Helping a friend out after last weekend at Lebanon Valley.
Startup cold 85 psi and drops quick going down track.
At the finish line oil pressure is 33-35 psi and going down return road is 18-20 psi at 1550-1800 rpm.
Motor has pushrod oiling and non bushed lifter bores.
 
until i read the post completely, i was going to say look at the possibility of the main caps getting pushed out of the block at high RPMS, but the pressure would recover after the run when the load was off.
 
not trying to sound silly but have you tried a different gauge to verify the pressure readings?
 
I would say pushrod oiling with non bushed bores would be a huge oil hemorrhage especially on an aluminum block. Did he have indy drill it or rig up some other means of oiling the lifters? I'm betting all his oil is in the heads or the valley in short order.
 
not trying to sound silly but have you tried a different gauge to verify the pressure readings?


From what I saw in his car, he has 3 oil pressure gauges.
1 Autometer electric gauge
1 Autometer mechanical gauge
1 Racepak electric gauge.

I saw it with my own eyes. All 3 gauges read the same.
He let the car sit for 1/2 hour to cool down and got 78 psi with warm oil, back up to the starting line and he had 65 psi. Crossing the stripe at 33-36 psi.

He's looking for a cure. He has had bad luck with this engine builder now on 3 aluminum motors from him. He shot himself in the foot doing business with him. The engine builder has no clue on how to build an aluminum mopar engine.
 
Sound like a severe case of oil starvation. Would think that even with unbushed lifters and gushing oil on the return trip at lower rpms pressure should build instead of dropping. Is this a wet or dry sump?
 
Big time thermal expansion on the mains in an aluminum block. You have to set the clearances tight and let the block warm up carefully, then put the load to it. Never seen a problem with loosing too much oil through unbushed lifter bores.

Now I have lost a lot of oil pressure with pressure feed pin oilers in roller lifters as the engine warms up. If they gun drilled the block to get oil by the lifters and up through the pushrods that could be a problem. Then bushed lifter bores with a small oil feed hole could help.

Pull the intake manifold and prime the engine with a drill motor and see what the oiling looks like to the lifters and top of the engine.
 
Might help to know the type and weight of Oil being used ? Dino or Syn ?
What were the bearing clearances used in the build ?

From what you are describing, obviously related to heat as the Engine warms ? It would also be useful to know actual oil "Temps" vrs coolant Temps ?
 
Might help to know the type and weight of Oil being used ? Dino or Syn ?
What were the bearing clearances used in the build ?

From what you are describing, obviously related to heat as the Engine warms ? It would also be useful to know actual oil "Temps" vrs coolant Temps ?


I'll get that information from him and get back to you on that.
I do know he drained the oil at the track and he did say he went from 5W-30 Brad Penn to 20W50 Brad Penn and it went up 5 psi overall but the return road he was still at 18-20 psi.

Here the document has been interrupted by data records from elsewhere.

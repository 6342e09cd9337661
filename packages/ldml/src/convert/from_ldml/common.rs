//! Transformers shared by all documentation unit categories.
//!
//! Every transformer navigates a fixed path of optional containers. A
//! missing container yields `None` or an empty list, never an error.

use chrono::NaiveDate;
use roxmltree::{Document, Node};
use tracing::warn;
use uuid::Uuid;

use crate::convert::vocabulary::*;
use crate::model::{Fundstelle, NormReference, SingleNorm};
use crate::skeleton::{ANALYSIS, OTHER_REFERENCES};
use crate::xml::{
    element_children, find_by_path, find_child, find_child_with_attribute, find_children,
    get_attribute, has_tag, non_blank_text,
};

/// `akn:meta` of the document.
pub(crate) fn meta<'a, 'input>(document: &'a Document<'input>) -> Option<Node<'a, 'input>> {
    find_by_path(document.root_element(), "doc/meta")
}

/// `ris:meta` inside `akn:proprietary`.
pub(crate) fn proprietary_meta<'a, 'input>(
    document: &'a Document<'input>,
) -> Option<Node<'a, 'input>> {
    find_by_path(meta(document)?, "proprietary/meta")
}

/// Parse an ISO date attribute or text, logging values that do not parse.
pub(crate) fn parse_date(value: &str) -> Option<NaiveDate> {
    match NaiveDate::parse_from_str(value.trim(), "%Y-%m-%d") {
        Ok(date) => Some(date),
        Err(_) => {
            warn!(value, "ignoring malformed date");
            None
        }
    }
}

/// Text of a single element directly under `ris:meta`.
pub(crate) fn ris_text(document: &Document<'_>, tag: &str) -> Option<String> {
    non_blank_text(find_child(proprietary_meta(document)?, local(tag))?)
}

/// Text items of a list container directly under `ris:meta`.
pub(crate) fn ris_list(
    document: &Document<'_>,
    container: &str,
    item: &'static str,
) -> Vec<String> {
    proprietary_meta(document)
        .and_then(|ris_meta| find_child(ris_meta, local(container)))
        .map(|list| {
            find_children(list, local(item))
                .filter_map(non_blank_text)
                .collect()
        })
        .unwrap_or_default()
}

/// Text of `akn:p` children joined by newlines, `None` when all are blank.
///
/// Lines are kept untrimmed; a whitespace-only paragraph reads as an empty line.
pub(crate) fn paragraphs(container: Node<'_, '_>) -> Option<String> {
    let lines: Vec<&str> = find_children(container, local(P))
        .map(|p| p.text().filter(|t| !t.trim().is_empty()).unwrap_or_default())
        .collect();
    if lines.iter().all(|line| line.is_empty()) {
        return None;
    }
    Some(lines.join("\n"))
}

/// `akn:keyword` values of the classification discriminated by `source`.
pub(crate) fn classification_values(document: &Document<'_>, source: &str) -> Vec<String> {
    meta(document)
        .and_then(|meta| find_child_with_attribute(meta, local(CLASSIFICATION), "source", source))
        .map(|classification| {
            find_children(classification, local(KEYWORD))
                .filter_map(|keyword| get_attribute(keyword, "value"))
                .map(|value| value.trim().to_string())
                .collect()
        })
        .unwrap_or_default()
}

/// Texts of the notes discriminated by `source`, one per `akn:note`.
pub(crate) fn note_texts(document: &Document<'_>, source: &str) -> Vec<String> {
    meta(document)
        .and_then(|meta| find_child_with_attribute(meta, local(NOTES), "source", source))
        .map(|notes| {
            find_children(notes, local(NOTE))
                .filter_map(paragraphs)
                .collect()
        })
        .unwrap_or_default()
}

/// Payload elements of all reference entries of one kind, in document order.
pub(crate) fn reference_payloads<'a, 'input>(
    document: &'a Document<'input>,
    kind: &str,
) -> Vec<Node<'a, 'input>> {
    let Some(analysis) = meta(document).and_then(|meta| find_child(meta, local(ANALYSIS))) else {
        return Vec::new();
    };
    let kind = local(kind);

    find_children(analysis, local(OTHER_REFERENCES))
        .flat_map(|group| find_children(group, local(IMPLICIT_REFERENCE)))
        .filter_map(|reference| element_children(reference).next())
        .filter(|payload| has_tag(*payload, kind))
        .collect()
}

/// `ris:singleNorm` children of a reference payload, skipping empty ones.
pub(crate) fn single_norms_of(payload: Node<'_, '_>) -> Vec<SingleNorm> {
    find_children(payload, local(SINGLE_NORM))
        .map(|node| SingleNorm {
            single_norm: get_attribute(node, "singleNorm").map(str::to_string),
            date_of_version: get_attribute(node, "dateOfVersion").and_then(parse_date),
            date_of_relevance: get_attribute(node, "dateOfRelevance").map(str::to_string),
        })
        .filter(|single_norm| !single_norm.is_empty())
        .collect()
}

/// Document number from `FRBRWork/FRBRthis`.
pub fn transform_document_number(document: &Document<'_>) -> Option<String> {
    let this = find_by_path(meta(document)?, "identification/FRBRWork/FRBRthis")?;
    get_attribute(this, "value").map(str::to_string)
}

/// Internal id from the `uebergreifende-id` FRBR alias.
pub fn transform_id(document: &Document<'_>) -> Option<Uuid> {
    let work = find_by_path(meta(document)?, "identification/FRBRWork")?;
    let alias =
        find_child_with_attribute(work, local(FRBR_ALIAS), "name", ALIAS_UEBERGREIFENDE_ID)?;
    let value = get_attribute(alias, "value")?;
    match Uuid::parse_str(value) {
        Ok(id) => Some(id),
        Err(_) => {
            warn!(value, "ignoring malformed uebergreifende-id");
            None
        }
    }
}

/// Main title from `akn:preface/akn:longTitle`.
pub fn transform_long_title(document: &Document<'_>) -> Option<String> {
    let long_title = find_by_path(document.root_element(), "doc/preface/longTitle")?;
    paragraphs(long_title)
}

/// Abstract from the `kurzreferat` container of the main body.
pub fn transform_kurzreferat(document: &Document<'_>) -> Option<String> {
    let main_body = find_by_path(document.root_element(), "doc/mainBody")?;
    let container =
        find_child_with_attribute(main_body, local(HCONTAINER), "name", NAME_KURZREFERAT)?;
    paragraphs(container)
}

/// Periodical citations.
pub fn transform_fundstellen(document: &Document<'_>) -> Vec<Fundstelle> {
    reference_payloads(document, FUNDSTELLE)
        .into_iter()
        .filter_map(|payload| {
            Some(Fundstelle {
                periodikum: get_attribute(payload, "periodikum")?.to_string(),
                zitatstelle: get_attribute(payload, "zitatstelle")
                    .unwrap_or_default()
                    .to_string(),
            })
        })
        .collect()
}

/// Norm references, one per reference entry.
pub fn transform_norm_references(document: &Document<'_>) -> Vec<NormReference> {
    reference_payloads(document, NORM_REFERENCE)
        .into_iter()
        .filter_map(|payload| {
            let Some(abbreviation) = get_attribute(payload, "normAbbreviation") else {
                warn!("skipping norm reference without abbreviation");
                return None;
            };
            Some(NormReference::new(abbreviation).with_single_norms(single_norms_of(payload)))
        })
        .collect()
}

He's freaking pissed off at the **** job the engine builder did on 3 of his new aluminum engines. All junk.
 
Big time thermal expansion on the mains in an aluminum block. You have to set the clearances tight and let the block warm up carefully, then put the load to it. Never seen a problem with loosing too much oil through unbushed lifter bores.

Now I have lost a lot of oil pressure with pressure feed pin oilers in roller lifters as the engine warms up. If they gun drilled the block to get oil by the lifters and up through the pushrods that could be a problem. Then bushed lifter bores with a small oil feed hole could help.

Pull the intake manifold and prime the engine with a drill motor and see what the oiling looks like to the lifters and top of the engine.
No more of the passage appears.